Finally, Paula's exculpatory trial testimony was simply not credible. She and [petitioner] had reconciled, which Dr. Barnard previously explained is one of the main reasons for recanting. Paula had previously recanted regarding [petitioner], by dismissing the restraining order following the August incident. And much of her trial testimony was a tough sell. For example, here's how she explained the October incident: she and [petitioner] were parked in the Toyota smoking methamphetamine and using a torch lighter when she suddenly noticed a five-gallon gas can between her legs.
Ans., Ex. C at 5-8 (internal citations omitted).

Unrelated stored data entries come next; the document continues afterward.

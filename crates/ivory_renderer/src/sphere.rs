//! Sphere primitive for ray tracing.

use std::sync::Arc;

use crate::{
    hittable::{HitRecord, Hittable},
    Material, Ray,
};
use ivory_math::{Interval, Vec3};

/// A sphere primitive with a shared material.
pub struct Sphere {
    center: Vec3,
    radius: f32,
    material: Arc<dyn Material>,
}

impl Sphere {
    /// Create a new sphere. Negative radii are clamped to zero.
    pub fn new(center: Vec3, radius: f32, material: Arc<dyn Material>) -> Self {
        Self {
            center,
            radius: radius.max(0.0),
            material,
        }
    }

    pub fn center(&self) -> Vec3 {
        self.center
    }

    pub fn radius(&self) -> f32 {
        self.radius
    }
}

impl Hittable for Sphere {
    fn hit<'a>(&'a self, ray: &Ray, ray_t: Interval) -> Option<HitRecord<'a>> {
        // A point sphere has no defined normal
        if self.radius <= 0.0 {
            return None;
        }

        let oc = self.center - ray.origin();
        let a = ray.direction().length_squared();
        let h = ray.direction().dot(oc);
        let c = oc.length_squared() - self.radius * self.radius;

        let discriminant = h * h - a * c;
        if discriminant < 0.0 {
            return None;
        }

        let sqrtd = discriminant.sqrt();

        // Find the nearest root in the acceptable range
        let mut root = (h - sqrtd) / a;
        if !ray_t.surrounds(root) {
            root = (h + sqrtd) / a;
            if !ray_t.surrounds(root) {
                return None;
            }
        }

        let p = ray.at(root);
        let outward_normal = (p - self.center) / self.radius;
        Some(HitRecord::new(ray, root, p, outward_normal, self.material.as_ref()))
    }
}
//! Hittable trait and HitRecord for ray-object intersection.

use std::sync::Arc;

use crate::{Material, Ray};
use ivory_math::{Interval, Vec3};

/// Record of a ray-object intersection.
///
/// Rebuilt for every successful test; the material is borrowed from the
/// scene, which outlives every record produced while rendering.
#[derive(Clone, Copy)]
pub struct HitRecord<'a> {
    /// Point of intersection
    pub p: Vec3,
    /// Unit surface normal at intersection (always points against ray)
    pub normal: Vec3,
    /// Material at the intersection point
    pub material: &'a dyn Material,
    /// Parameter t where the intersection occurs
    pub t: f32,
    /// Whether the ray hit the front face (outside) of the surface
    pub front_face: bool,
}

impl<'a> HitRecord<'a> {
    /// Build a record from an outward-facing unit normal.
    ///
    /// The stored normal is flipped when the ray arrives from inside the
    /// surface, and `front_face` records which side was hit.
    pub fn new(
        ray: &Ray,
        t: f32,
        p: Vec3,
        outward_normal: Vec3,
        material: &'a dyn Material,
    ) -> Self {
        let front_face = ray.direction().dot(outward_normal) < 0.0;
        let normal = if front_face {
            outward_normal
        } else {
            -outward_normal
        };

        Self {
            p,
            normal,
            material,
            t,
            front_face,
        }
    }
}

/// Trait for objects that can be hit by rays.
pub trait Hittable: Send + Sync {
    /// Test if a ray hits this object strictly inside `ray_t`.
    ///
    /// Returns the nearest qualifying intersection, if any.
    fn hit<'a>(&'a self, ray: &Ray, ray_t: Interval) -> Option<HitRecord<'a>>;
}

/// An insertion-ordered list of hittable objects.
///
/// Members are reference counted so the same primitive may appear in more
/// than one list.
#[derive(Clone, Default)]
pub struct HittableList {
    objects: Vec<Arc<dyn Hittable>>,
}

impl HittableList {
    /// Create a new empty hittable list.
    pub fn new() -> Self {
        Self::default()
    }

    /// Add an object to the list.
    pub fn add(&mut self, object: Arc<dyn Hittable>) {
        self.objects.push(object);
    }

    /// Clear all objects from the list.
    pub fn clear(&mut self) {
        self.objects.clear();
    }

    /// Get the number of objects.
    pub fn len(&self) -> usize {
        self.objects.len()
    }

    /// Check if the list is empty.
    pub fn is_empty(&self) -> bool {
        self.objects.is_empty()
    }
}

impl Hittable for HittableList {
    fn hit<'a>(&'a self, ray: &Ray, ray_t: Interval) -> Option<HitRecord<'a>> {
        let mut closest: Option<HitRecord<'a>> = None;
        let mut closest_so_far = ray_t.max;

        for object in &self.objects {
            if let Some(rec) = object.hit(ray, ray_t.with_max(closest_so_far)) {
                closest_so_far = rec.t;
                closest = Some(rec);
            }
        }

        closest
    }
}
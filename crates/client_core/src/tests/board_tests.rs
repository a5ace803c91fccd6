use crate::board::{BattleBoard, MoveChoice, SwitchChoice, UPDATE_ERR_TEXT, WAIT_TEXT};
use shared::protocol::ServerUpdate;

fn board_with_content() -> BattleBoard {
    BattleBoard {
        moves: vec![MoveChoice {
            idx: 0,
            label: "Tackle\n10/10".to_string(),
            disabled: false,
        }],
        switches: vec![SwitchChoice {
            idx: 0,
            label: "Pikachu 100/100".to_string(),
            disabled: true,
        }],
        message: "old message".to_string(),
    }
}

fn parse(frame: &str) -> ServerUpdate {
    ServerUpdate::parse(frame).expect("frame should parse")
}

#[test]
fn inactive_clears_all_regions_and_shows_wait_text() {
    let mut board = board_with_content();
    board.apply(&parse("inactive"));
    assert!(board.moves.is_empty());
    assert!(board.switches.is_empty());
    assert_eq!(board.message, WAIT_TEXT);
}

#[test]
fn uperr_touches_only_the_message_region() {
    let mut board = board_with_content();
    let before = board.clone();
    board.apply(&parse("uperr"));
    assert_eq!(board.moves, before.moves);
    assert_eq!(board.switches, before.switches);
    assert_eq!(board.message, UPDATE_ERR_TEXT);
}

#[test]
fn log_frame_shows_raw_payload_verbatim() {
    let raw = r#"["|turn|2","|-damage|p2a: Gengar|12\/100"]"#;
    let mut board = board_with_content();
    board.apply(&parse(raw));
    assert_eq!(board.message, raw);
}

#[test]
fn wait_update_changes_nothing() {
    let mut board = board_with_content();
    let before = board.clone();
    board.apply(&parse(r#"{"wait":true}"#));
    assert_eq!(board, before);
}

#[test]
fn forced_switch_skips_the_move_region() {
    let frame = r#"{
        "forceSwitch": [true],
        "active": [{"moves": [{"move":"Tackle","pp":10,"maxpp":10}]}],
        "side": {"pokemon": [
            {"details":"Pikachu","condition":"0 fnt","active":true},
            {"details":"Eevee","condition":"80/100"}
        ]}
    }"#;
    let mut board = board_with_content();
    board.apply(&parse(frame));
    assert!(board.moves.is_empty());
    assert_eq!(board.switches.len(), 2);
}

#[test]
fn unforced_snapshot_renders_one_option_per_move_in_order() {
    let frame = r#"{
        "forceSwitch": [false],
        "active": [{"moves": [
            {"move":"Thunderbolt","pp":15,"maxpp":24},
            {"move":"Quick Attack","pp":0,"maxpp":48,"disabled":true}
        ]}],
        "side": {"pokemon": [{"details":"Pikachu","condition":"100/100","active":true}]}
    }"#;
    let mut board = BattleBoard::default();
    board.apply(&parse(frame));
    assert_eq!(
        board.moves,
        vec![
            MoveChoice {
                idx: 0,
                label: "Thunderbolt\n15/24".to_string(),
                disabled: false,
            },
            MoveChoice {
                idx: 1,
                label: "Quick Attack\n0/48".to_string(),
                disabled: true,
            },
        ]
    );
}

#[test]
fn fainted_and_active_members_are_disabled_switch_targets() {
    let frame = r#"{
        "active": [{"moves": [{"move":"Tackle","pp":10,"maxpp":10}]}],
        "side": {"pokemon": [
            {"details":"Pikachu","condition":"100/100","active":true},
            {"details":"Gengar","condition":"0 fnt"},
            {"details":"Eevee","condition":"55/100"}
        ]}
    }"#;
    let mut board = BattleBoard::default();
    board.apply(&parse(frame));
    let disabled: Vec<bool> = board.switches.iter().map(|s| s.disabled).collect();
    assert_eq!(disabled, vec![true, true, false]);
    assert_eq!(board.switches[1].label, "Gengar 0 fnt");
    assert_eq!(board.switches[2].idx, 2);
}

// Worked example from the server's wire protocol.
#[test]
fn contract_example_snapshot_renders_expected_labels() {
    let frame = r#"{"active":[{"moves":[{"move":"Tackle","pp":10,"maxpp":10,"disabled":false}]}],"side":{"pokemon":[{"details":"Pikachu","condition":"100/100","active":true}]}}"#;
    let mut board = BattleBoard::default();
    board.apply(&parse(frame));

    assert_eq!(board.moves.len(), 1);
    assert_eq!(board.moves[0].label, "Tackle\n10/10");
    assert!(!board.moves[0].disabled);

    assert_eq!(board.switches.len(), 1);
    assert_eq!(board.switches[0].label, "Pikachu 100/100");
    assert!(board.switches[0].disabled);

    assert!(board.message.is_empty());
}

#[test]
fn snapshot_without_active_combatant_renders_no_moves() {
    let frame = r#"{"side":{"pokemon":[{"details":"Eevee","condition":"80/100"}]}}"#;
    let mut board = board_with_content();
    board.apply(&parse(frame));
    assert!(board.moves.is_empty());
    assert_eq!(board.switches.len(), 1);
}
use anyhow::Result;
use clap::Parser;
use client_core::{board::BattleBoard, BattleSession, SessionEvent, DEFAULT_SERVER_URL};
use shared::protocol::VoteKind;
use tokio::io::{AsyncBufReadExt, BufReader};

#[derive(Parser, Debug)]
struct Args {
    /// Poll server websocket endpoint.
    #[arg(long, env = "BATTLE_SERVER_URL", default_value = DEFAULT_SERVER_URL)]
    server_url: String,
}

#[derive(Debug, PartialEq)]
enum Command {
    Vote(VoteKind, usize),
    Quit,
}

fn parse_command(line: &str) -> Option<Command> {
    let mut parts = line.split_whitespace();
    match parts.next()? {
        "quit" | "q" => Some(Command::Quit),
        "move" | "m" => Some(Command::Vote(VoteKind::Move, parts.next()?.parse().ok()?)),
        "switch" | "s" => Some(Command::Vote(VoteKind::Switch, parts.next()?.parse().ok()?)),
        _ => None,
    }
}

fn print_board(board: &BattleBoard) {
    println!("-- moves --");
    for choice in &board.moves {
        println!(
            "  [{}] {}{}",
            choice.idx,
            choice.label.replace('\n', "  "),
            if choice.disabled { " (disabled)" } else { "" }
        );
    }
    println!("-- switch --");
    for choice in &board.switches {
        println!(
            "  [{}] {}{}",
            choice.idx,
            choice.label,
            if choice.disabled { " (disabled)" } else { "" }
        );
    }
    if !board.message.is_empty() {
        println!("{}", board.message);
    }
}

#[tokio::main]
async fn main() -> Result<()> {
    tracing_subscriber::fmt().init();
    let args = Args::parse();

    let (session, mut events) = BattleSession::open(&args.server_url);
    let mut board = BattleBoard::default();

    let mut stdin = BufReader::new(tokio::io::stdin()).lines();
    let mut stdin_open = true;
    loop {
        tokio::select! {
            event = client_core::recv_event(&mut events) => {
                let Some(event) = event else { break };
                match event {
                    SessionEvent::Opened => {
                        println!("Connected to {}", args.server_url);
                        println!("Commands: move <idx> | switch <idx> | quit");
                    }
                    SessionEvent::Update(update) => {
                        board.apply(&update);
                        print_board(&board);
                    }
                    SessionEvent::ProtocolError(err) => {
                        tracing::warn!("ignoring unusable server frame: {err}");
                    }
                    SessionEvent::Closed { clean } => {
                        println!(
                            "Connection {}",
                            if clean { "closed" } else { "lost" }
                        );
                        break;
                    }
                }
            }
            line = stdin.next_line(), if stdin_open => {
                match line? {
                    Some(line) => match parse_command(line.trim()) {
                        Some(Command::Vote(kind, idx)) => {
                            if let Err(err) = session.send_vote(kind, idx).await {
                                tracing::warn!("vote not sent: {err}");
                            }
                        }
                        Some(Command::Quit) => session.close().await,
                        None => eprintln!("Commands: move <idx> | switch <idx> | quit"),
                    },
                    None => {
                        stdin_open = false;
                        session.close().await;
                    }
                }
            }
        }
    }

    Ok(())
}

#[cfg(test)]
mod tests {
    use super::*;

    #[test]
    fn commands_parse_with_short_forms() {
        assert_eq!(parse_command("move 2"), Some(Command::Vote(VoteKind::Move, 2)));
        assert_eq!(parse_command("s 0"), Some(Command::Vote(VoteKind::Switch, 0)));
        assert_eq!(parse_command("quit"), Some(Command::Quit));
        assert_eq!(parse_command("move"), None);
        assert_eq!(parse_command("move x"), None);
        assert_eq!(parse_command(""), None);
    }
}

A state court's evidentiary ruling is not subject to federal habeas review unless the ruling violates federal law, either by infringing upon a specific federal constitutional or statutory provision or by depriving the defendant of the fundamentally fair trial guaranteed by due process. See Pulley v. Harris, 465 U.S. 37, 41 (1984); Jammal v. Van De Kamp, 926 F.2d 918, 919-20 (9th Cir. 1991). A federal court cannot disturb a state court's decision to admit evidence on due process grounds unless the admission of the evidence was "arbitrary or so prejudicial that it rendered the trial fundamentally unfair." See Walters v. Maass, 45 F.3d 1355, 1357 (9th Cir. 1995); Colley v. Sumner, 784 F.2d 984, 990 (9th Cir. 1986); see also Mancuso v. Olivarez, 292 F.3d 939, 956 (2002) ("A writ of habeas corpus will be granted for an erroneous admission of evidence only where the 'testimony is almost entirely unreliable and . . . the factfinder and the adversary system will not be competent to uncover, recognize, and take due account of its shortcomings.'" (quoting Barefoot v. Estelle, 463 U.S. 880, 899 (1983)). In addition, in order to obtain habeas relief on the basis of evidentiary error, petitioner must show that the error was not harmless under Brecht v. Abrahamson, 507 U.S. 619, 637 (1993). Dillard v. Roe, 244 F.3d 758, 767 n.7 (9th Cir. 2001). Therefore, in order to grant relief, the habeas court must find that the error had "'a substantial and injurious effect' on the verdict." Brecht, 507 U.S. at 623.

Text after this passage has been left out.